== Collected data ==
★ ★ ★ ★
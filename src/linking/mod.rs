//! Device-linking workflow.
//!
//! Creates a remote instance, obtains a QR code (with retry) or a pairing
//! code, then polls the connection state until the phone is linked and
//! commits exactly one local record.


use chapchap_core::{
    config::LinkingConfig,
    error::ChapchapError,
    format::clean_number,
    traits::Gateway,
    types::{ConnectionStatus, Instance, LinkMethod, QrCode},
};
use chapchap_store::Store;
use std::time::Duration;
use tracing::{debug, info, warn};
use uuid::Uuid;

/// A remote instance that exists but has no linked device yet.
#[derive(Debug, Clone)]
pub struct PendingLink {
    pub friendly_name: String,
    pub evo_instance_name: String,
    pub evo_auth_token: String,
    /// QR code that came back with the create call, if any.
    pub initial_qr: Option<QrCode>,
}

/// Progress reported while linking.
#[derive(Debug, Clone, Copy, PartialEq, Eq)]
pub enum LinkEvent {
    /// About to request a QR code. `retry` is 0 on the first attempt.
    QrAttempt { retry: u32, max_retries: u32 },
    /// A connection-state poll came back.
    Polled(ConnectionStatus),
}

pub struct Linker<'a> {
    gateway: &'a dyn Gateway,
    store: &'a Store,
    qr_initial_delay: Duration,
    qr_retry_interval: Duration,
    qr_max_retries: u32,
    qr_max_retries_not_ready: u32,
    poll_interval: Duration,
    timeout: Option<Duration>,
}

impl<'a> Linker<'a> {
    pub fn new(gateway: &'a dyn Gateway, store: &'a Store, config: &LinkingConfig) -> Self {
        Self {
            gateway,
            store,
            qr_initial_delay: config.qr_initial_delay(),
            qr_retry_interval: config.qr_retry_interval(),
            qr_max_retries: config.qr_max_retries,
            qr_max_retries_not_ready: config.qr_max_retries_not_ready,
            poll_interval: config.poll_interval(),
            timeout: config.link_timeout(),
        }
    }

    /// Override the polling bound. `None` waits forever.
    pub fn with_timeout(mut self, timeout: Option<Duration>) -> Self {
        self.timeout = timeout;
        self
    }

    /// Create the remote instance under a fresh name and token.
    pub async fn begin(&self, friendly_name: &str) -> Result<PendingLink, ChapchapError> {
        let evo_instance_name = Uuid::new_v4().to_string();
        let evo_auth_token = Uuid::new_v4().simple().to_string();

        let created = self
            .gateway
            .create_instance(&evo_instance_name, &evo_auth_token)
            .await?;

        info!(
            "created remote instance {evo_instance_name} for '{}' (immediate QR: {})",
            friendly_name,
            created.qr.is_some()
        );

        Ok(PendingLink {
            friendly_name: friendly_name.trim().to_string(),
            evo_instance_name,
            evo_auth_token,
            initial_qr: created.qr,
        })
    }

    /// The QR code to show: the one from the create call, or a fetched one.
    pub async fn qr_code(
        &self,
        pending: &PendingLink,
        progress: impl FnMut(LinkEvent),
    ) -> Result<QrCode, ChapchapError> {
        if let Some(qr) = &pending.initial_qr {
            return Ok(qr.clone());
        }
        tokio::time::sleep(self.qr_initial_delay).await;
        self.fetch_qr_with_retry(&pending.evo_instance_name, progress)
            .await
    }

    /// Fetch a QR code, retrying at a fixed interval.
    ///
    /// The retry budget is picked per failure: larger while the instance says
    /// it is not ready, smaller otherwise. The last error is returned once the
    /// budget is spent.
    pub async fn fetch_qr_with_retry(
        &self,
        evo_instance_name: &str,
        mut progress: impl FnMut(LinkEvent),
    ) -> Result<QrCode, ChapchapError> {
        let mut retry = 0u32;
        loop {
            progress(LinkEvent::QrAttempt {
                retry,
                max_retries: self.qr_max_retries_not_ready,
            });

            match self.gateway.fetch_qr(evo_instance_name).await {
                Ok(qr) => return Ok(qr),
                Err(e) => {
                    warn!("fetch QR attempt {} failed: {e}", retry + 1);
                    let max_retries = if e.is_not_ready() {
                        self.qr_max_retries_not_ready
                    } else {
                        self.qr_max_retries
                    };
                    if retry >= max_retries {
                        return Err(e);
                    }
                    retry += 1;
                    tokio::time::sleep(self.qr_retry_interval).await;
                }
            }
        }
    }

    /// Request a pairing code for `number` (digits are extracted first).
    pub async fn pairing_code(
        &self,
        pending: &PendingLink,
        number: &str,
    ) -> Result<String, ChapchapError> {
        let digits = clean_number(number);
        if digits.is_empty() {
            return Err(ChapchapError::PairingCode(
                "a WhatsApp number is required for pairing".to_string(),
            ));
        }
        self.gateway
            .pairing_code(&pending.evo_instance_name, &digits)
            .await
    }

    /// Poll until the remote instance reports `open`, then record it locally.
    ///
    /// `pairing_number` is stored as the phone only for the pairing method.
    pub async fn wait_until_open(
        &self,
        pending: &PendingLink,
        method: LinkMethod,
        pairing_number: Option<&str>,
        mut progress: impl FnMut(LinkEvent),
    ) -> Result<Instance, ChapchapError> {
        let name = pending.evo_instance_name.as_str();
        let poll = async {
            loop {
                tokio::time::sleep(self.poll_interval).await;
                let status = self.gateway.connection_state(name).await;
                debug!("link poll {name}: {status}");
                progress(LinkEvent::Polled(status));
                if status.is_open() {
                    break;
                }
            }
        };

        match self.timeout {
            Some(limit) => tokio::time::timeout(limit, poll)
                .await
                .map_err(|_| ChapchapError::LinkTimeout(limit.as_secs()))?,
            None => poll.await,
        }

        let phone = match method {
            LinkMethod::Pairing => pairing_number.map(clean_number).filter(|p| !p.is_empty()),
            LinkMethod::Qr => None,
        };

        let instance = Instance {
            id: Uuid::new_v4().to_string(),
            name: pending.friendly_name.clone(),
            evo_instance_name: pending.evo_instance_name.clone(),
            evo_auth_token: pending.evo_auth_token.clone(),
            status: ConnectionStatus::Open,
            phone,
            profile_pic_url: None,
            created_at: Some(chrono::Utc::now().timestamp_millis()),
        };

        if self.store.add_instance(&instance).await? {
            info!("linked '{}' as {}", instance.name, instance.evo_instance_name);
            return Ok(instance);
        }

        // Already recorded: hand back the stored record, not the discarded one.
        let existing = self
            .store
            .instances()
            .await?
            .into_iter()
            .find(|i| i.evo_instance_name == instance.evo_instance_name);
        Ok(existing.unwrap_or(instance))
    }
}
★ ★ ★ ★
== Task directions ==
Look back at the data above. Transcribe exactly the lines starting at the line that contains "pub enum LinkEvent" and ending at the line that contains "Override the polling".

== Solution to this exercise ==
pub enum LinkEvent {
    /// About to request a QR code. `retry` is 0 on the first attempt.
    QrAttempt { retry: u32, max_retries: u32 },
    /// A connection-state poll came back.
    Polled(ConnectionStatus),
}

pub struct Linker<'a> {
    gateway: &'a dyn Gateway,
    store: &'a Store,
    qr_initial_delay: Duration,
    qr_retry_interval: Duration,
    qr_max_retries: u32,
    qr_max_retries_not_ready: u32,
    poll_interval: Duration,
    timeout: Option<Duration>,
}

impl<'a> Linker<'a> {
    pub fn new(gateway: &'a dyn Gateway, store: &'a Store, config: &LinkingConfig) -> Self {
        Self {
            gateway,
            store,
            qr_initial_delay: config.qr_initial_delay(),
            qr_retry_interval: config.qr_retry_interval(),
            qr_max_retries: config.qr_max_retries,
            qr_max_retries_not_ready: config.qr_max_retries_not_ready,
            poll_interval: config.poll_interval(),
            timeout: config.link_timeout(),
        }
    }

    /// Override the polling bound. `None` waits forever.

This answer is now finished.